大工は自分の家を建てられるか?

2009年 哲学 仕事
大工は自分の家を建てられるか?

さまざまな客のニーズに対応できる優秀な大工は、自分の家もうまく建てられるだろうか?

これは1つの思考実験。専門知識のない客の意見に振り回されるより、自分の作りたいものを作る方が簡単そうに見えるが、そうでもない。自分で欲求し、自分で設計し、自分で承認するというサイクルは、自家中毒を起こしやすいのだ。わかる人には、わかってもらえるだろう。

どんな仕事にもパーフェクトはない。予算や期間のため手を抜くこともあれば、未来のために余計に手間をかけることもある。他人が住む家なら、責任ある妥協もできる。しかし自分の家となると妥協しづらい。あるいは妥協しすぎて、へっぽこな家になるかもしれない。
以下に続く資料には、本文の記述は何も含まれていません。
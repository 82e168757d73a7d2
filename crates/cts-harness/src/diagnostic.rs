use core::fmt::Display;

/// Separator placed between the per-axis names of a composed name.
pub const DELIMITER: &str = ",";

/// Names the combination currently running, so a failing check can report it.
///
/// Two contexts built from the same lists at the same enumeration index are always equal.
#[derive(new, Debug, Clone, PartialEq, Eq, Hash)]
pub struct DiagnosticContext {
    index: usize,
    indices: Vec<usize>,
    names: Vec<String>,
}

impl DiagnosticContext {
    /// Position of the combination in the enumeration order.
    pub fn index(&self) -> usize {
        self.index
    }

    /// Position of the entry picked on every axis.
    pub fn indices(&self) -> &[usize] {
        &self.indices
    }

    /// Name of the entry picked on every axis, in axis order.
    pub fn names(&self) -> &[String] {
        &self.names
    }

    /// The per-axis names joined with [DELIMITER].
    pub fn composed_name(&self) -> String {
        self.names.join(DELIMITER)
    }
}

impl Display for DiagnosticContext {
    fn fmt(&self, f: &mut core::fmt::Formatter<'_>) -> core::fmt::Result {
        f.write_str(&self.composed_name())
    }
}

#[cfg(test)]
mod tests {
    use super::*;

    #[test]
    fn composed_name_keeps_axis_order() {
        let context = DiagnosticContext::new(4, vec![1, 1], vec!["B".into(), "2".into()]);

        assert_eq!(context.composed_name(), "B,2");
        assert_eq!(context.to_string(), "B,2");
    }

    #[test]
    fn empty_context_has_empty_name() {
        let context = DiagnosticContext::new(0, vec![], vec![]);

        assert_eq!(context.composed_name(), "");
    }
}
use core::marker::PhantomData;

use crate::config::DispatchLogger;
use crate::{
    CartesianProduct, Combination, DiagnosticContext, ElemType, ElemVisitor, EntryList,
    HarnessError, Literal, Payload, Scalar,
};

/// A test body run once per combination.
///
/// Anything the body needs besides the combination (a queue, a sink, shared fixtures) lives in
/// the action itself. Closures can be dispatched directly with [dispatch]; implement this trait
/// for actions that carry more structure and run them with [dispatch_action].
pub trait Action<P = Payload> {
    /// Error returned when the action wants to stop the sweep.
    type Error: Into<HarnessError>;

    /// Run the body for one combination.
    fn run(&mut self, combination: &Combination<'_, P>) -> Result<(), Self::Error>;
}

/// Run `action` on every combination of `lists`, in enumeration order.
///
/// Every combination is attempted exactly once unless the action returns an error, which is
/// passed through unchanged and ends the sweep. Non-fatal failures belong in an
/// [AssertionSink](crate::AssertionSink) that records them and lets the action return `Ok`.
/// Panics are never caught.
pub fn dispatch<P, F, E>(lists: &[&EntryList<P>], mut action: F) -> Result<(), HarnessError>
where
    F: FnMut(&Combination<'_, P>) -> Result<(), E>,
    E: Into<HarnessError>,
{
    let product = CartesianProduct::new(lists)?;
    let full = DispatchLogger::with_global(|logger| logger.is_full());

    log::debug!(
        "Dispatching {} combinations over {} axes",
        product.len(),
        product.axes()
    );

    for combination in product.iter() {
        if full {
            DispatchLogger::with_global(|logger| logger.log_combination(&combination.context()));
        }
        log::trace!("Running combination [{}]", combination.composed_name());

        if let Err(err) = action(&combination) {
            let err = err.into();
            DispatchLogger::with_global(|logger| logger.log_error(&combination.context(), &err));
            return Err(err);
        }
    }

    Ok(())
}

/// Run a structured [Action] on every combination of `lists`, see [dispatch].
pub fn dispatch_action<P, A: Action<P>>(
    lists: &[&EntryList<P>],
    action: &mut A,
) -> Result<(), HarnessError> {
    dispatch(lists, |combination| action.run(combination))
}

/// A test body generic over one element type.
pub trait TypeAction {
    /// Run the body for the scalar type `T`.
    fn run<T: Scalar>(&mut self, context: &DiagnosticContext) -> Result<(), HarnessError>;
}

/// A test body generic over a pair of element types.
pub trait TypePairAction {
    /// Run the body for the scalar types `L` and `R`.
    fn run<L: Scalar, R: Scalar>(&mut self, context: &DiagnosticContext)
        -> Result<(), HarnessError>;
}

/// A test body generic over one element type and given one literal value.
pub trait TypeValueAction {
    /// Run the body for the scalar type `T` and the value.
    fn run<T: Scalar>(
        &mut self,
        value: Literal,
        context: &DiagnosticContext,
    ) -> Result<(), HarnessError>;
}

/// A test body generic over three element types.
pub trait TypeTripleAction {
    /// Run the body for the scalar types `A`, `B` and `C`.
    fn run<A: Scalar, B: Scalar, C: Scalar>(
        &mut self,
        context: &DiagnosticContext,
    ) -> Result<(), HarnessError>;
}

/// A test body generic over a pair of element types and given one literal value.
pub trait TypePairValueAction {
    /// Run the body for the scalar types `L` and `R` and the value.
    fn run<L: Scalar, R: Scalar>(
        &mut self,
        value: Literal,
        context: &DiagnosticContext,
    ) -> Result<(), HarnessError>;
}

/// Instantiate `action` with every type of the axis, in order.
pub fn for_all_types<A: TypeAction>(
    types: &EntryList,
    action: &mut A,
) -> Result<(), HarnessError> {
    dispatch(&[types], |combination| {
        let context = combination.context();
        combination.elem(0)?.visit(Single {
            action: &mut *action,
            context: &context,
        })
    })
}

/// Instantiate `action` with every pair of the two type axes, `lhs` varying slowest.
pub fn for_all_combinations<A: TypePairAction>(
    lhs: &EntryList,
    rhs: &EntryList,
    action: &mut A,
) -> Result<(), HarnessError> {
    dispatch(&[lhs, rhs], |combination| {
        let context = combination.context();
        let lhs = combination.elem(0)?;
        let rhs = combination.elem(1)?;
        lhs.visit(Outer {
            action: &mut *action,
            rhs,
            context: &context,
        })
    })
}

/// Instantiate `action` with every triple of the three type axes, `first` varying slowest.
pub fn for_all_triples<A: TypeTripleAction>(
    first: &EntryList,
    second: &EntryList,
    third: &EntryList,
    action: &mut A,
) -> Result<(), HarnessError> {
    dispatch(&[first, second, third], |combination| {
        let context = combination.context();
        let first = combination.elem(0)?;
        let second = combination.elem(1)?;
        let third = combination.elem(2)?;
        first.visit(FixFirst {
            action: &mut *action,
            second,
            rest: third,
            context: &context,
        })
    })
}

/// Instantiate `action` with every pair of the two type axes, once per value of `values`.
///
/// This is the usual shape of a conversion test: source type, target type, vector width.
pub fn for_all_combinations_and_values<A: TypePairValueAction>(
    lhs: &EntryList,
    rhs: &EntryList,
    values: &EntryList,
    action: &mut A,
) -> Result<(), HarnessError> {
    dispatch(&[lhs, rhs, values], |combination| {
        let context = combination.context();
        let lhs = combination.elem(0)?;
        let rhs = combination.elem(1)?;
        let value = combination.value(2)?;
        lhs.visit(FixFirstWithValue {
            action: &mut *action,
            rhs,
            value,
            context: &context,
        })
    })
}

/// Instantiate `action` with every type of `types`, once per value of `values`.
pub fn for_all_types_and_values<A: TypeValueAction>(
    types: &EntryList,
    values: &EntryList,
    action: &mut A,
) -> Result<(), HarnessError> {
    dispatch(&[types, values], |combination| {
        let context = combination.context();
        let elem = combination.elem(0)?;
        let value = combination.value(1)?;
        elem.visit(WithValue {
            action: &mut *action,
            value,
            context: &context,
        })
    })
}

struct Single<'a, A> {
    action: &'a mut A,
    context: &'a DiagnosticContext,
}

impl<A: TypeAction> ElemVisitor for Single<'_, A> {
    type Output = Result<(), HarnessError>;

    fn visit<T: Scalar>(self) -> Self::Output {
        self.action.run::<T>(self.context)
    }
}

struct Outer<'a, A> {
    action: &'a mut A,
    rhs: ElemType,
    context: &'a DiagnosticContext,
}

impl<A: TypePairAction> ElemVisitor for Outer<'_, A> {
    type Output = Result<(), HarnessError>;

    fn visit<L: Scalar>(self) -> Self::Output {
        self.rhs.visit(Inner::<L, A> {
            action: self.action,
            context: self.context,
            _lhs: PhantomData,
        })
    }
}

struct Inner<'a, L, A> {
    action: &'a mut A,
    context: &'a DiagnosticContext,
    _lhs: PhantomData<L>,
}

impl<L: Scalar, A: TypePairAction> ElemVisitor for Inner<'_, L, A> {
    type Output = Result<(), HarnessError>;

    fn visit<R: Scalar>(self) -> Self::Output {
        self.action.run::<L, R>(self.context)
    }
}

struct WithValue<'a, A> {
    action: &'a mut A,
    value: Literal,
    context: &'a DiagnosticContext,
}

impl<A: TypeValueAction> ElemVisitor for WithValue<'_, A> {
    type Output = Result<(), HarnessError>;

    fn visit<T: Scalar>(self) -> Self::Output {
        self.action.run::<T>(self.value, self.context)
    }
}

// An action with its first type fixed, seen as an action over the remaining axes.
struct Fixed<'a, T, A> {
    action: &'a mut A,
    _first: PhantomData<T>,
}

impl<'a, T, A> Fixed<'a, T, A> {
    fn new(action: &'a mut A) -> Self {
        Self {
            action,
            _first: PhantomData,
        }
    }
}

impl<T: Scalar, A: TypeTripleAction> TypePairAction for Fixed<'_, T, A> {
    fn run<L: Scalar, R: Scalar>(
        &mut self,
        context: &DiagnosticContext,
    ) -> Result<(), HarnessError> {
        self.action.run::<T, L, R>(context)
    }
}

impl<T: Scalar, A: TypePairValueAction> TypeValueAction for Fixed<'_, T, A> {
    fn run<R: Scalar>(
        &mut self,
        value: Literal,
        context: &DiagnosticContext,
    ) -> Result<(), HarnessError> {
        self.action.run::<T, R>(value, context)
    }
}

struct FixFirst<'a, A> {
    action: &'a mut A,
    second: ElemType,
    rest: ElemType,
    context: &'a DiagnosticContext,
}

impl<A: TypeTripleAction> ElemVisitor for FixFirst<'_, A> {
    type Output = Result<(), HarnessError>;

    fn visit<T: Scalar>(self) -> Self::Output {
        let mut fixed = Fixed::<T, A>::new(self.action);
        self.second.visit(Outer {
            action: &mut fixed,
            rhs: self.rest,
            context: self.context,
        })
    }
}

struct FixFirstWithValue<'a, A> {
    action: &'a mut A,
    rhs: ElemType,
    value: Literal,
    context: &'a DiagnosticContext,
}

impl<A: TypePairValueAction> ElemVisitor for FixFirstWithValue<'_, A> {
    type Output = Result<(), HarnessError>;

    fn visit<L: Scalar>(self) -> Self::Output {
        let mut fixed = Fixed::<L, A>::new(self.action);
        self.rhs.visit(WithValue {
            action: &mut fixed,
            value: self.value,
            context: self.context,
        })
    }
}
use variadics_please::all_tuples;

use crate::{ElemType, Scalar};

/// A list of scalar types known at compile time, written as a tuple: `(f32, i32, u8)`.
///
/// Turning the tuple into tags keeps the order of the tuple, so a pack can feed an axis of a
/// combinatorial sweep without losing the author's ordering.
pub trait TypePack {
    /// Number of types in the pack.
    const LEN: usize;

    /// The element kinds, in tuple order.
    fn elems() -> Vec<ElemType>;

    /// The display names, in tuple order.
    fn names() -> Vec<&'static str> {
        Self::elems().iter().map(ElemType::name).collect()
    }
}

macro_rules! count {
    () => { 0usize };
    ($head:ident $($tail:ident)*) => { 1usize + count!($($tail)*) };
}

macro_rules! impl_type_pack {
    ($(#[$meta:meta])* $($params:ident),*) => {
        $(#[$meta])*
        impl<$($params: Scalar),*> TypePack for ($($params,)*) {
            const LEN: usize = count!($($params)*);

            fn elems() -> Vec<ElemType> {
                vec![$($params::ELEM),*]
            }
        }
    };
}

all_tuples!(impl_type_pack, 0, 16, T);

#[cfg(test)]
mod tests {
    use super::*;
    use crate::{FloatKind, IntKind, bf16};
    use pretty_assertions::assert_eq;

    #[test]
    fn tuple_order_is_preserved() {
        type Pack = (f32, i8, bf16);

        assert_eq!(Pack::LEN, 3);
        assert_eq!(
            Pack::elems(),
            vec![
                ElemType::Float(FloatKind::F32),
                ElemType::Int(IntKind::I8),
                ElemType::Float(FloatKind::BF16),
            ]
        );
        assert_eq!(Pack::names(), vec!["f32", "i8", "bf16"]);
    }

    #[test]
    fn empty_pack_has_no_elems() {
        assert_eq!(<() as TypePack>::LEN, 0);
        assert!(<() as TypePack>::elems().is_empty());
    }
}
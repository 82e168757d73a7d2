use derive_more::Display;

use crate::{ElemType, FloatKind, IntKind, Scalar, UIntKind};

/// A literal value carried by a value axis, such as a vector width or a specialization constant.
#[derive(Debug, Clone, Copy, PartialEq, PartialOrd, Display)]
#[allow(missing_docs)]
pub enum Literal {
    #[display("{_0}")]
    Bool(bool),
    #[display("{_0}")]
    Int(i64),
    #[display("{_0}")]
    UInt(u64),
    #[display("{_0}")]
    Float(f64),
}

impl Literal {
    /// The widest element kind able to hold the literal unchanged.
    pub fn elem(&self) -> ElemType {
        match self {
            Literal::Bool(_) => ElemType::Bool,
            Literal::Int(_) => ElemType::Int(IntKind::I64),
            Literal::UInt(_) => ElemType::UInt(UIntKind::U64),
            Literal::Float(_) => ElemType::Float(FloatKind::F64),
        }
    }

    /// The value as a `f64`.
    pub fn as_f64(&self) -> f64 {
        match self {
            Literal::Bool(val) => *val as u8 as f64,
            Literal::Int(val) => *val as f64,
            Literal::UInt(val) => *val as f64,
            Literal::Float(val) => *val,
        }
    }

    /// The value as a `usize`, if it is a non-negative integer that fits.
    pub fn as_usize(&self) -> Option<usize> {
        match self {
            Literal::Int(val) => usize::try_from(*val).ok(),
            Literal::UInt(val) => usize::try_from(*val).ok(),
            Literal::Bool(_) | Literal::Float(_) => None,
        }
    }

    /// Convert the literal to a scalar type, see [Scalar::from_f64].
    pub fn cast<T: Scalar>(&self) -> T {
        T::from_f64(self.as_f64())
    }
}

impl From<bool> for Literal {
    fn from(value: bool) -> Self {
        Literal::Bool(value)
    }
}

impl From<i32> for Literal {
    fn from(value: i32) -> Self {
        Literal::Int(value as i64)
    }
}

impl From<i64> for Literal {
    fn from(value: i64) -> Self {
        Literal::Int(value)
    }
}

impl From<u32> for Literal {
    fn from(value: u32) -> Self {
        Literal::UInt(value as u64)
    }
}

impl From<u64> for Literal {
    fn from(value: u64) -> Self {
        Literal::UInt(value)
    }
}

impl From<usize> for Literal {
    fn from(value: usize) -> Self {
        Literal::UInt(value as u64)
    }
}

impl From<f64> for Literal {
    fn from(value: f64) -> Self {
        Literal::Float(value)
    }
}

#[cfg(test)]
mod tests {
    use super::*;

    #[test]
    fn display_matches_the_plain_value() {
        assert_eq!(Literal::from(3u32).to_string(), "3");
        assert_eq!(Literal::from(-2i32).to_string(), "-2");
        assert_eq!(Literal::from(1.5).to_string(), "1.5");
        assert_eq!(Literal::from(true).to_string(), "true");
    }

    #[test]
    fn cast_goes_through_the_scalar_conversion() {
        assert_eq!(Literal::from(16usize).cast::<u8>(), 16);
        assert_eq!(Literal::from(-1i32).cast::<u32>(), 0);
        assert!(Literal::from(2.0).cast::<bool>());
        assert_eq!(Literal::from(true).cast::<f32>(), 1.0);
        assert_eq!(Literal::from(false).cast::<u8>(), 0);
        assert_eq!(Literal::from(4u32).as_usize(), Some(4));
        assert_eq!(Literal::from(-4i32).as_usize(), None);
    }
}
use derive_more::Display;

use crate::{ElemType, Literal};

/// What an entry stands for: an element type to instantiate, or a literal value.
#[derive(Debug, Clone, Copy, PartialEq, Display)]
pub enum Payload {
    /// An element type.
    #[display("{_0}")]
    Type(ElemType),
    /// A literal value.
    #[display("{_0}")]
    Value(Literal),
}

impl Payload {
    /// The element type, when the payload is a type.
    pub fn as_type(&self) -> Option<ElemType> {
        match self {
            Payload::Type(elem) => Some(*elem),
            Payload::Value(_) => None,
        }
    }

    /// The literal, when the payload is a value.
    pub fn as_value(&self) -> Option<Literal> {
        match self {
            Payload::Type(_) => None,
            Payload::Value(value) => Some(*value),
        }
    }
}

impl From<ElemType> for Payload {
    fn from(value: ElemType) -> Self {
        Payload::Type(value)
    }
}

impl From<Literal> for Payload {
    fn from(value: Literal) -> Self {
        Payload::Value(value)
    }
}
use serde::{Deserialize, Serialize};

use crate::models::Meter;
use crate::roster::channels::{self, ChannelInfo};

const ORIGIN_NAME: &str = "meterlink2mqtt";
const PROTO: &str = "meterlink";

#[derive(Serialize)]
pub struct HaDevice {
    ids: String,
    name: String,
    manufacturer: String,
    model: String,
}
#[derive(Serialize)]
pub struct HaOrigin {
    pub name: String,
    pub sw_version: String,
}

fn is_none_str(value: &String) -> bool {
    if value.is_empty() || value == "NONE" {
        return true;
    }
    return false;
}

#[derive(Serialize, PartialEq, Deserialize, Clone, Default)]
pub enum HAPlatform {
    #[default]
    Sensor,
}

impl HAPlatform {
    pub fn to_string(&self) -> String {
        match self {
            HAPlatform::Sensor => "sensor".to_string(),
        }
    }
}

#[derive(Serialize)]
pub struct HaComponent {
    pub p: String,
    pub name: String,
    #[serde(skip_serializing_if = "is_none_str")]
    pub device_class: String,
    #[serde(skip_serializing_if = "is_none_str")]
    pub unit_of_measurement: String,
    pub value_template: String,
    pub unique_id: String,
    pub object_id: String,
    #[serde(skip_serializing_if = "is_none_str")]
    pub state_class: String,
}

impl HaComponent {
    pub fn new(platform: HAPlatform, device: String, dclass: String, uof: String, name: String, json_key: String, state_class: String) -> Self {
        let safe_name = name.replace(" ", "_");
        let safe_device = device.replace(" ", "_");

        return HaComponent {
            p: platform.to_string(),
            name: name,
            device_class: dclass,
            unit_of_measurement: uof,
            value_template: format!("{{{{ value_json.{json_key} }}}}"),
            unique_id: format!("m2m_{PROTO}_{safe_device}_{json_key}").to_lowercase(),
            object_id: format!("{safe_device}_{safe_name}").to_lowercase(),
            state_class: state_class,
         }
    }

    /// Sensor for one channel, unknown codes get a bare sensor without unit
    pub fn for_channel(device: &str, code: &str, info: Option<ChannelInfo>) -> Self {
        match info {
            Some(info) => HaComponent::new(
                HAPlatform::Sensor,
                device.to_string(),
                info.device_class.to_string(),
                info.unit.to_string(),
                info.note,
                code.to_string(),
                info.state_class.to_string(),
            ),
            None => HaComponent::new(
                HAPlatform::Sensor,
                device.to_string(),
                "NONE".to_string(),
                "NONE".to_string(),
                code.to_string(),
                code.to_string(),
                "measurement".to_string(),
            ),
        }
    }
}

#[derive(Serialize)]
pub struct HaDiscover {
    pub dev: HaDevice,
    pub o: HaOrigin,
    pub cmps: serde_json::Map<String, serde_json::Value>,
    pub state_topic: String,
    pub qos: u32,
    #[serde(skip_serializing)]
    pub discover_topic: String,
}

impl HaDiscover {
    pub fn new(name: String, manu: String, model: String, state_topic: String) -> Self {
        let safe_name = name.replace(" ", "_");
        return HaDiscover {
            discover_topic: format!("homeassistant/device/m2m_{PROTO}-{safe_name}/config"),
            dev: HaDevice {
                ids: format!("m2m_{PROTO}_{safe_name}"),
                name: name,
                manufacturer: manu,
                model: model,
            },
            o: HaOrigin {
                name: ORIGIN_NAME.to_string(),
                sw_version: env!("CARGO_PKG_VERSION").to_string(),
            },
            cmps: serde_json::Map::new(),
            state_topic: state_topic,
            qos: 1
        }
    }

    pub fn get_dev_id(&self) -> String {
        return self.dev.ids.clone();
    }
}

/// Discovery document with one sensor per read enabled channel of the meter
pub fn discovery_for_meter(meter: &Meter, base_topic: &str) -> HaDiscover {
    let mut discover = HaDiscover::new(
        meter.display_name.clone(),
        "meterlink".to_string(),
        format!("long address {}", meter.long_address),
        format!("{}/devs/{}", base_topic, meter.display_name),
    );

    let mut codes: Vec<&String> = meter.channels.values()
        .filter(|c| c.read_enabled)
        .map(|c| &c.channel_code)
        .collect();
    codes.sort();

    for code in codes {
        let cmp = HaComponent::for_channel(&meter.display_name, code, channels::describe(code));
        if let Ok(value) = serde_json::to_value(cmp) {
            discover.cmps.insert(code.clone(), value);
        }
    }

    discover
}
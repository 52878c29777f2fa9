//! Polling engine for electricity meters behind a TCP gateway
//!
//! The device tree is turned into a roster of meters, the agent walks that
//! roster request by request over one TCP link and hands every decoded
//! answer to the MQTT sink.

pub mod models;
pub mod protocol;
pub mod roster;
pub mod agent;
pub mod config;
pub mod mqtt;

// Re-export common types for easier access
pub use models::{DeviceNode, Meter, Roster};
pub use protocol::Catalog;
pub use agent::{Agent, AgentExit, AgentHandle};
pub use mqtt::{CALLBACKS, MeteringData, MqttManager};
pub use config::CONFIG;

pub fn get_unix_ts() -> u64 {
    return std::time::SystemTime::now().duration_since(std::time::SystemTime::UNIX_EPOCH).unwrap_or_default().as_secs();
}

pub fn get_id(protocol: String, meter_name: &String) -> String {
    return format!("{}-{}-{:?}", protocol, meter_name, get_unix_ts());
}
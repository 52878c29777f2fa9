use crate::models::CalibrationAssets;
use super::{catalog::{PayloadKind, PollTemplate}, frame, ProtocolError};

#[derive(Debug, Clone, PartialEq)]
pub struct DecodedValue {
    pub channel: String,
    pub value: f64,
}

fn round4(v: f64) -> f64 {
    (v * 10_000.0).round() / 10_000.0
}

/* Session open answers carry a single status byte, 0 means accepted */
pub fn check_session_reply(frame: &[u8]) -> Result<(), ProtocolError> {
    match frame::payload(frame) {
        [0x00] => Ok(()),
        [status] => Err(ProtocolError::DeviceStatus(*status)),
        other => Err(ProtocolError::PayloadLength { expected: 1, got: other.len() }),
    }
}

/// Decode the answer to `template` into calibrated channel values
pub fn decode_payload(frame: &[u8], template: &PollTemplate, assets: &CalibrationAssets) -> Result<Vec<DecodedValue>, ProtocolError> {
    let payload = frame::payload(frame);

    if let [status] = payload {
        return Err(ProtocolError::DeviceStatus(*status));
    }

    if payload.len() != template.payload_len() {
        return Err(ProtocolError::PayloadLength { expected: template.payload_len(), got: payload.len() });
    }

    let values = payload
        .chunks_exact(4)
        .zip(template.channels.iter())
        .map(|(raw, chan)| {
            let raw = [raw[0], raw[1], raw[2], raw[3]];
            let value = match template.kind {
                PayloadKind::Energy => u32::from_be_bytes(raw) as f64 * assets.energy_scale,
                PayloadKind::Power => {
                    i32::from_be_bytes(raw) as f64 * assets.power_scale * assets.current_coeff * assets.voltage_coeff / 1000.0
                }
                PayloadKind::Voltage => u32::from_be_bytes(raw) as f64 / 100.0 * assets.voltage_coeff,
                PayloadKind::Current => u32::from_be_bytes(raw) as f64 / 1000.0 * assets.current_coeff,
                PayloadKind::Frequency => u32::from_be_bytes(raw) as f64 / 100.0,
            };
            DecodedValue { channel: chan.to_string(), value: round4(value) }
        })
        .collect();

    Ok(values)
}

#[cfg(test)]
mod tests {
    use super::*;
    use crate::protocol::{bind_address_and_checksum, Catalog};

    fn reply(address: u32, values: &[u32]) -> Vec<u8> {
        let body: Vec<u8> = values.iter().flat_map(|v| v.to_be_bytes()).collect();
        bind_address_and_checksum(&body, address)
    }

    #[test]
    fn test_decode_voltage() {
        let catalog = Catalog::build();
        let template = catalog.get(catalog.resolve("U1").unwrap()).unwrap();
        let frame = reply(555, &[23012, 22950, 23100]);

        let values = decode_payload(&frame, template, &CalibrationAssets::default()).unwrap();
        assert_eq!(values.len(), 3);
        assert_eq!(values[0], DecodedValue { channel: "U1".to_string(), value: 230.12 });
        assert_eq!(values[2].channel, "U3");
        assert_eq!(values[2].value, 231.0);
    }

    #[test]
    fn test_decode_energy_uses_scale() {
        let catalog = Catalog::build();
        let template = catalog.get(0).unwrap();
        let frame = reply(7, &[2500, 0, 5000, 1]);

        let values = decode_payload(&frame, template, &CalibrationAssets::default()).unwrap();
        assert_eq!(values[0].channel, "EAP");
        assert_eq!(values[0].value, 1.0);
        assert_eq!(values[2].value, 2.0);
        assert_eq!(values[3].value, 0.0004);
    }

    #[test]
    fn test_decode_negative_power() {
        let catalog = Catalog::build();
        let template = catalog.get(catalog.resolve("Q0").unwrap()).unwrap();
        let frame = reply(7, &[(-1500i32) as u32, 500, 0, 0]);
        let assets = CalibrationAssets { current_coeff: 2.0, ..Default::default() };

        let values = decode_payload(&frame, template, &assets).unwrap();
        assert_eq!(values[0].value, -3.0);
        assert_eq!(values[1].value, 1.0);
    }

    #[test]
    fn test_decode_length_mismatch() {
        let catalog = Catalog::build();
        let template = catalog.get(0).unwrap();
        let frame = reply(7, &[1, 2]);
        assert_eq!(
            decode_payload(&frame, template, &CalibrationAssets::default()),
            Err(ProtocolError::PayloadLength { expected: 16, got: 8 })
        );
    }

    #[test]
    fn test_status_replies() {
        let catalog = Catalog::build();
        let refused = bind_address_and_checksum(&[0x05], 7);
        assert_eq!(check_session_reply(&refused), Err(ProtocolError::DeviceStatus(5)));
        assert_eq!(
            decode_payload(&refused, catalog.get(0).unwrap(), &CalibrationAssets::default()),
            Err(ProtocolError::DeviceStatus(5))
        );

        let accepted = bind_address_and_checksum(&[0x00], 7);
        assert_eq!(check_session_reply(&accepted), Ok(()));
    }
}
まぁ、技術ある自分が住む家だから、なにかあったら修繕すればいい。ぶっちゃけ、永久に完成しなくてもいい。そう思うと、ますます作りにくい。

もちろん、自分の家を、きちっと建てられる大工もいるだろう。
自分しか食べないディナーを、ていねいに作れるシェフもいるだろう。

そういう人たちは、どのようにして自分を切り替えているのだろう?
自分自身が、もっとも扱いづらい客だと思う。